The Nuffield Ireland conference has taken place in Dublin today and featured a robust panel discussion on how the agricultural industry can make real and lasting impacts in relation to the climate emergency.

Among the solutions and recommendations offered included a renewed focus on the role soil health can play on farms; scaling up existing measures that have yielded positive results and avoiding one-dimensional discussions.

The issue of soil health was raised by dairy farmer and veterinarian, Gillian O’Sullivan who said it is a huge area of focus on the dairy farm she runs with her husband and father. This was backed up by Helen Sheridan, Associate Professor in Agricultural Ecology, UCD School of Agriculture who said, “Everything begins with the soil. It is the fundamental basis on which we feed ourselves and if we carry out activities that are degrading that, then we are undermining that potential to feed ourselves into the future. This is a real resource that we have tended to forget about over the last 60 years, and it is up to us now to look at it again in a serious way.” 

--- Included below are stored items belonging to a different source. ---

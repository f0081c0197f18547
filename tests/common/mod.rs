//! Shared utilities for integration tests: a throwaway PKI, a server
//! harness and mTLS clients.

#![allow(dead_code)]

use std::io::BufReader;
use std::net::SocketAddr;
use std::sync::Arc;
use std::time::Duration;

use mtls_responder::config::ResponderConfig;
use mtls_responder::lifecycle::Shutdown;
use mtls_responder::net::{build_tls, Listener, ListenerError, TlsMaterial};
use mtls_responder::ResponderServer;
use rcgen::{
    BasicConstraints, Certificate, CertificateParams, DnType, ExtendedKeyUsagePurpose, IsCa,
    KeyPair, KeyUsagePurpose,
};
use rustls::RootCertStore;
use tokio::net::TcpListener;
use tokio::task::JoinHandle;

/// A certificate with its key, both PEM encoded.
#[derive(Clone)]
pub struct Issued {
    pub cert_pem: String,
    pub key_pem: String,
}

impl Issued {
    /// Certificate followed by key, the format `reqwest::Identity` expects.
    pub fn identity_pem(&self) -> Vec<u8> {
        format!("{}\n{}", self.cert_pem, self.key_pem).into_bytes()
    }
}

/// Test PKI: one CA signing the server and the trusted client, plus an
/// unrelated self-signed client and an expired client.
pub struct Pki {
    pub ca_pem: String,
    pub server: Issued,
    pub client: Issued,
    pub expired_client: Issued,
    pub untrusted_client: Issued,
}

struct Authority {
    cert: Certificate,
    key: KeyPair,
}

fn authority(name: &str) -> Authority {
    let key = KeyPair::generate().unwrap();
    let mut params = CertificateParams::new(Vec::<String>::new()).unwrap();
    params.is_ca = IsCa::Ca(BasicConstraints::Unconstrained);
    params.distinguished_name.push(DnType::CommonName, name);
    params.key_usages = vec![
        KeyUsagePurpose::KeyCertSign,
        KeyUsagePurpose::CrlSign,
        KeyUsagePurpose::DigitalSignature,
    ];
    let cert = params.self_signed(&key).unwrap();
    Authority { cert, key }
}

fn issue(
    ca: &Authority,
    name: &str,
    purpose: ExtendedKeyUsagePurpose,
    expired: bool,
) -> Issued {
    let key = KeyPair::generate().unwrap();
    let mut params = CertificateParams::new(vec![name.to_string()]).unwrap();
    params.distinguished_name.push(DnType::CommonName, name);
    params.extended_key_usages = vec![purpose];
    if expired {
        params.not_before = rcgen::date_time_ymd(2000, 1, 1);
        params.not_after = rcgen::date_time_ymd(2001, 1, 1);
    }
    let cert = params.signed_by(&key, &ca.cert, &ca.key).unwrap();
    Issued {
        cert_pem: cert.pem(),
        key_pem: key.serialize_pem(),
    }
}

impl Pki {
    pub fn generate() -> Self {
        let ca = authority("Test Root CA");
        let rogue = authority("Rogue CA");

        Self {
            ca_pem: ca.cert.pem(),
            server: issue(&ca, "localhost", ExtendedKeyUsagePurpose::ServerAuth, false),
            client: issue(&ca, "client", ExtendedKeyUsagePurpose::ClientAuth, false),
            expired_client: issue(&ca, "expired", ExtendedKeyUsagePurpose::ClientAuth, true),
            untrusted_client: issue(&rogue, "intruder", ExtendedKeyUsagePurpose::ClientAuth, false),
        }
    }

    pub fn roots(&self) -> RootCertStore {
        let mut roots = RootCertStore::empty();
        for cert in rustls_pemfile::certs(&mut BufReader::new(self.ca_pem.as_bytes())) {
            roots.add(cert.unwrap()).unwrap();
        }
        roots
    }
}

/// A server running in the background.
pub struct TestServer {
    pub addr: SocketAddr,
    pub shutdown: Shutdown,
    pub handle: JoinHandle<Result<(), ListenerError>>,
}

impl TestServer {
    /// Trigger shutdown and wait for `run` to return.
    pub async fn stop(self) -> Result<(), ListenerError> {
        self.shutdown.trigger();
        tokio::time::timeout(Duration::from_secs(10), self.handle)
            .await
            .expect("server did not stop in time")
            .expect("server task panicked")
    }
}

/// Base config for tests: loopback, ephemeral port, short drain.
pub fn test_config() -> ResponderConfig {
    let mut config = ResponderConfig::default();
    config.listener.bind_host = "127.0.0.1".into();
    config.listener.port = 0;
    config.shutdown.drain_timeout_secs = 5;
    config
}

/// Start a server with `config`, trusting `pki`'s CA when `trust_ca` is set.
pub async fn start_server(config: ResponderConfig, pki: &Pki, trust_ca: bool) -> TestServer {
    let tls = if config.tls.enabled {
        let material =
            TlsMaterial::from_pem(pki.server.cert_pem.as_bytes(), pki.server.key_pem.as_bytes())
                .unwrap();
        let roots = if trust_ca { pki.roots() } else { RootCertStore::empty() };
        Some(build_tls(material, roots, &config.tls).unwrap())
    } else {
        None
    };

    let tcp = TcpListener::bind("127.0.0.1:0").await.unwrap();
    let addr = tcp.local_addr().unwrap();
    let listener = Listener::from_tcp(tcp, config.listener.max_connections);

    let server = ResponderServer::new(Arc::new(config), tls);
    let shutdown = Shutdown::new();
    let handle = tokio::spawn(server.run(listener, shutdown.clone()));

    TestServer {
        addr,
        shutdown,
        handle,
    }
}

/// HTTPS client trusting the test CA, presenting `identity` if given.
pub fn client(pki: &Pki, addr: SocketAddr, identity: Option<&Issued>) -> reqwest::Client {
    let ca = reqwest::Certificate::from_pem(pki.ca_pem.as_bytes()).unwrap();
    let mut builder = reqwest::Client::builder()
        .use_rustls_tls()
        .tls_built_in_root_certs(false)
        .add_root_certificate(ca)
        .resolve("localhost", addr)
        .no_proxy()
        .timeout(Duration::from_secs(10));
    if let Some(identity) = identity {
        builder = builder.identity(reqwest::Identity::from_pem(&identity.identity_pem()).unwrap());
    }
    builder.build().unwrap()
}

pub fn url(addr: SocketAddr, path: &str) -> String {
    format!("https://localhost:{}{}", addr.port(), path)
}
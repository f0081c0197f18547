//! TLS mutual-authentication HTTP responder.
//!
//! Terminates TLS with a fixed certificate/key pair, optionally requests a
//! client certificate, and answers every request with a fixed payload or a
//! 401 explaining why the client certificate was not authorized.

pub mod auth;
pub mod config;
pub mod http;
pub mod lifecycle;
pub mod net;
pub mod observability;

pub use config::ResponderConfig;
pub use http::ResponderServer;
pub use lifecycle::Shutdown;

Following on Thomas Duffy, Dairy Farmer and VP CEJA said, “What is frustrating is that so much of what we need to be doing is known by the farming community but we cannot get environmentalists to listen; and in some ways so much of what we need to do from an environmental point of view, we can’t get farmers to listen, so we need to find a way of meeting in the middle.”

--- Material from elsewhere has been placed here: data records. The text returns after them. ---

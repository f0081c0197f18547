//! OS signal handling.
//!
//! SIGINT and SIGTERM both trigger graceful shutdown. Only the first signal
//! is acted on.

use crate::lifecycle::Shutdown;

/// Logged when SIGINT arrives.
pub const SIGINT_MESSAGE: &str = "echo from SIGINT handler";

/// Logged when SIGTERM arrives.
pub const SIGTERM_MESSAGE: &str = "echo from SIGTERM handler";

/// Wait for SIGINT or SIGTERM, then trigger `shutdown`.
///
/// Returns an error if the signal handlers cannot be installed.
pub async fn listen_for_signals(shutdown: Shutdown) -> std::io::Result<()> {
    #[cfg(unix)]
    {
        use tokio::signal::unix::{signal, SignalKind};

        let mut interrupt = signal(SignalKind::interrupt())?;
        let mut terminate = signal(SignalKind::terminate())?;

        tokio::select! {
            _ = interrupt.recv() => tracing::info!("{}", SIGINT_MESSAGE),
            _ = terminate.recv() => tracing::info!("{}", SIGTERM_MESSAGE),
            _ = shutdown.triggered() => return Ok(()),
        }
    }

    #[cfg(not(unix))]
    {
        tokio::select! {
            result = tokio::signal::ctrl_c() => {
                result?;
                tracing::info!("{}", SIGINT_MESSAGE);
            }
            _ = shutdown.triggered() => return Ok(()),
        }
    }

    shutdown.trigger();
    Ok(())
}

#[cfg(test)]
mod tests {
    use super::*;

    #[test]
    fn sigint_message_is_fixed() {
        assert_eq!(SIGINT_MESSAGE, "echo from SIGINT handler");
    }

    #[tokio::test]
    async fn returns_when_shutdown_triggers_elsewhere() {
        let shutdown = Shutdown::new();
        let listener = tokio::spawn(listen_for_signals(shutdown.clone()));
        shutdown.trigger();
        listener.await.unwrap().unwrap();
    }
}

There was a unanimous agreement among all panelists that there was no benefit in continuing to operate in silos which resulted in a polarised debate.

Speaking about the panel discussion, Joe Leonard, Nuffield Ireland Chair said, “Our aim for today was to move the debate away from the toxic antagonism too often seen in public discourse and the media and instead to try to find a common ground in order to make real impacts. Today’s robust discussion identified some strong suggestions for how we can collaborate with all political, social and scientific groups and leave aside our personal ideologies to develop real and lasting solutions so that agriculture can make real and lasting impacts.”

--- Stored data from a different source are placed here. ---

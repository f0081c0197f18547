//! Metrics collection and exposition.
//!
//! # Metrics
//! - `responder_requests_total` (counter): requests by status code
//! - `responder_request_duration_seconds` (histogram): handler latency
//! - `responder_handshake_failures_total` (counter): failed or timed out TLS handshakes
//!
//! Recording is a no-op until a recorder is installed, so the exporter is
//! optional.

use std::net::SocketAddr;
use std::time::Instant;

use metrics::{counter, histogram};
use metrics_exporter_prometheus::{BuildError, PrometheusBuilder};

pub const REQUESTS_TOTAL: &str = "responder_requests_total";
pub const REQUEST_DURATION_SECONDS: &str = "responder_request_duration_seconds";
pub const HANDSHAKE_FAILURES_TOTAL: &str = "responder_handshake_failures_total";

/// Install the Prometheus recorder and serve it on `addr`.
///
/// Must be called from within a Tokio runtime.
pub fn init_metrics(addr: SocketAddr) -> Result<(), BuildError> {
    PrometheusBuilder::new().with_http_listener(addr).install()?;
    tracing::info!(address = %addr, "Metrics endpoint listening");
    Ok(())
}

pub fn record_request(status: u16, start_time: Instant) {
    counter!(REQUESTS_TOTAL, "status" => status.to_string()).increment(1);
    histogram!(REQUEST_DURATION_SECONDS).record(start_time.elapsed().as_secs_f64());
}

pub fn record_handshake_failure() {
    counter!(HANDSHAKE_FAILURES_TOTAL).increment(1);
}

The panel discussion, Chaired by Nuffield Scholar, Geoff Dooley outlined the stark reality of the challenge facing the industry in terms of the targets which need to be met. However, many initiatives such ASSAP (Agricultural Sustainability Support and Advisory Programme) which has already seen an impact in terms of improving water quality in Ireland; Carbery Groups initiative to create the first carbon-neutral dairy farm which will act as a living lab for farmers; and the global dairy industry ‘pathway to net zero’ initiative were also highlighted as examples of how the industry is moving in the right direction.

On the topic of greenwashing, farmer and environmentalist, Ciaran Duggan said he believes that like every other industry there is some level of greenwashing going on in agriculture and that there has been way too much talking and not enough action. He added, that while he believes incentives do work for farmers on one hand and should be considered, ‘‘I don’t think we should be waiting to be paid to do it, let’s do the right thing.’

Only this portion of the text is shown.